Work task => In the entries below, find every line with "overrides" and copy it.

Saved data entries:
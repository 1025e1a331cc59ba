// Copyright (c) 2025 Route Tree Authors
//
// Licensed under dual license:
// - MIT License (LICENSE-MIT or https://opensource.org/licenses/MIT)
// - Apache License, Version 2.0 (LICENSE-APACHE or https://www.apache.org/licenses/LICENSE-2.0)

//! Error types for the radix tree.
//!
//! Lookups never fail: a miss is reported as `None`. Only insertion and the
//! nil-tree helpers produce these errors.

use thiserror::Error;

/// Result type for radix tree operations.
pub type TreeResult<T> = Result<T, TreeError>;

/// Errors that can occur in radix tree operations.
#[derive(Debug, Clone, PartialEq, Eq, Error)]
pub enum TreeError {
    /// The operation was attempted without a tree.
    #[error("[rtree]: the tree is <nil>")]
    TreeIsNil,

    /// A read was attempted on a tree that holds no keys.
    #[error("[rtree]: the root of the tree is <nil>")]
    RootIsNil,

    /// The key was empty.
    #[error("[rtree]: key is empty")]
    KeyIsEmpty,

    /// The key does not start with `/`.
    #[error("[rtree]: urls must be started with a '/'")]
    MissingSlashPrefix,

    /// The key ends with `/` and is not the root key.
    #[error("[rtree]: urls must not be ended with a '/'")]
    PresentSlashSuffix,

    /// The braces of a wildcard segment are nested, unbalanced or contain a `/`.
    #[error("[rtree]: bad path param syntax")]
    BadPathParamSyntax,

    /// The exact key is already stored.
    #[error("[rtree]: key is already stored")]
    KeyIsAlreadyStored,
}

==

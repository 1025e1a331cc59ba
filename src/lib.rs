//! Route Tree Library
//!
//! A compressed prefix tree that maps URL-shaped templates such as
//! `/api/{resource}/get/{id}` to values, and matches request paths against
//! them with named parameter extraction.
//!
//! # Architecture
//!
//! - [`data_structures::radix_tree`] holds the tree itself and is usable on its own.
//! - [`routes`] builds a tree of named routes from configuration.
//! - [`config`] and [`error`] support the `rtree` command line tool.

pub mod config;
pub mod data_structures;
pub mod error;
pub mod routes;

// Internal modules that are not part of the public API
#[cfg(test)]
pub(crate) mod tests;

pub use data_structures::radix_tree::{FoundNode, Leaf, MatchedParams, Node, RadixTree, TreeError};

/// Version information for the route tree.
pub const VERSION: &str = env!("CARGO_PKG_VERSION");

--

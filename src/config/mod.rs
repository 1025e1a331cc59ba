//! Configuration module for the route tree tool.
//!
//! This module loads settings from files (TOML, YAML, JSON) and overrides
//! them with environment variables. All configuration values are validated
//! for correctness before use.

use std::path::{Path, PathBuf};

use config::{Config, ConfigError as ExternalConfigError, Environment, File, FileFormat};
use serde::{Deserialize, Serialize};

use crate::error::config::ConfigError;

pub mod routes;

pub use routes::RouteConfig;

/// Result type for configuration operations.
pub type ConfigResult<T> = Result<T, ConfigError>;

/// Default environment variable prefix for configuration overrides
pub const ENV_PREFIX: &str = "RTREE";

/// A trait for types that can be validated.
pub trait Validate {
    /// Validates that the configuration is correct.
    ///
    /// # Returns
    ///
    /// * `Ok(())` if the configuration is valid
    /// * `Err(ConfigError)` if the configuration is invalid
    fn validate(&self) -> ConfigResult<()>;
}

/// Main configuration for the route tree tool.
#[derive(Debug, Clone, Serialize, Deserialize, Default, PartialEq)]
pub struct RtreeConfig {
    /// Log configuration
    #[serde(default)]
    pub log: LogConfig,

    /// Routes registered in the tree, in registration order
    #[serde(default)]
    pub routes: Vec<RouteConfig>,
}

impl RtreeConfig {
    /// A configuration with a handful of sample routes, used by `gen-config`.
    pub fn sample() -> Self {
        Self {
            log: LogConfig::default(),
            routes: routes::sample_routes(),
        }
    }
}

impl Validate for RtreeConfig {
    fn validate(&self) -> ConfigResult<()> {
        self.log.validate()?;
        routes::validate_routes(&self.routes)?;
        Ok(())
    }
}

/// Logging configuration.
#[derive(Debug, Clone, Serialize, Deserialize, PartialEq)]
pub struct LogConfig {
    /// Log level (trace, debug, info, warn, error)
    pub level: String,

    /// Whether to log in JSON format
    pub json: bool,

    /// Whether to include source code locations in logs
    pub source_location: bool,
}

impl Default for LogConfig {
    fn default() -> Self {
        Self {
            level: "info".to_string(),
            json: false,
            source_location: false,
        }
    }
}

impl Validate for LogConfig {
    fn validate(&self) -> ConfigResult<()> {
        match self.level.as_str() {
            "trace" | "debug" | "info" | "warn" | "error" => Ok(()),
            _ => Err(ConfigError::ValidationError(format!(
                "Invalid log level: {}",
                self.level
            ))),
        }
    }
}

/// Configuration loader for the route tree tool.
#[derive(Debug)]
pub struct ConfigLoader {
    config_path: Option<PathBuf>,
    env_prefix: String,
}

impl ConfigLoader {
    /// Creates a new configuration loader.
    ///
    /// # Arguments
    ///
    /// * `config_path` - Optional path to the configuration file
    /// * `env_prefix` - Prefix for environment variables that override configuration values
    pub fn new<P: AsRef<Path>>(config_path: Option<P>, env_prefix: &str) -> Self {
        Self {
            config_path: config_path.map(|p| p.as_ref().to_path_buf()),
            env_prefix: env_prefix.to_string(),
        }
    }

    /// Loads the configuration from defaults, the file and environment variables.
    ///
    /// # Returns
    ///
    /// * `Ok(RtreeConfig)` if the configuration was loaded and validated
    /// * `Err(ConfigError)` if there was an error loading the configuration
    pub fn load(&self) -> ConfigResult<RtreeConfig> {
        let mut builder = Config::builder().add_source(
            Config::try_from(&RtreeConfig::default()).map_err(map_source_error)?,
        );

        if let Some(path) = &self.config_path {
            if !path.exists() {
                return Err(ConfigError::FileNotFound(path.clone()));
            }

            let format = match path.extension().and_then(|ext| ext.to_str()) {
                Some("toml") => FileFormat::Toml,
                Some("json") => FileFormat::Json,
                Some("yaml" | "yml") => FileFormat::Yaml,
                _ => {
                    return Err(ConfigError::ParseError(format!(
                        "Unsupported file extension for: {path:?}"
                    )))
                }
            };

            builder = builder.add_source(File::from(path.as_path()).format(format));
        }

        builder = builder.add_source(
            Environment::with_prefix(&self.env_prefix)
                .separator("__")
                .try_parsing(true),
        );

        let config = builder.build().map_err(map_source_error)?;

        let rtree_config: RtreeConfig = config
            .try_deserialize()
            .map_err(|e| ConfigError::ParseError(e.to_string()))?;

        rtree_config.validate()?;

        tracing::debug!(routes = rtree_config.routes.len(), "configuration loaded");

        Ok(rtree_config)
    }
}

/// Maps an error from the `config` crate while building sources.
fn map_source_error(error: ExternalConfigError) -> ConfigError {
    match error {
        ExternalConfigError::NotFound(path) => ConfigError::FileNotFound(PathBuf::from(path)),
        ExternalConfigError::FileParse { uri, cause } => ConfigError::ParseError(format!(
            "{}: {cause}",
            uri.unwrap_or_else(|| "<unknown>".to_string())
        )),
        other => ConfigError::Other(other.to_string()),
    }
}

Task output =>
//! This module loads settings from files (TOML, YAML, JSON) and overrides
/// Default environment variable prefix for configuration overrides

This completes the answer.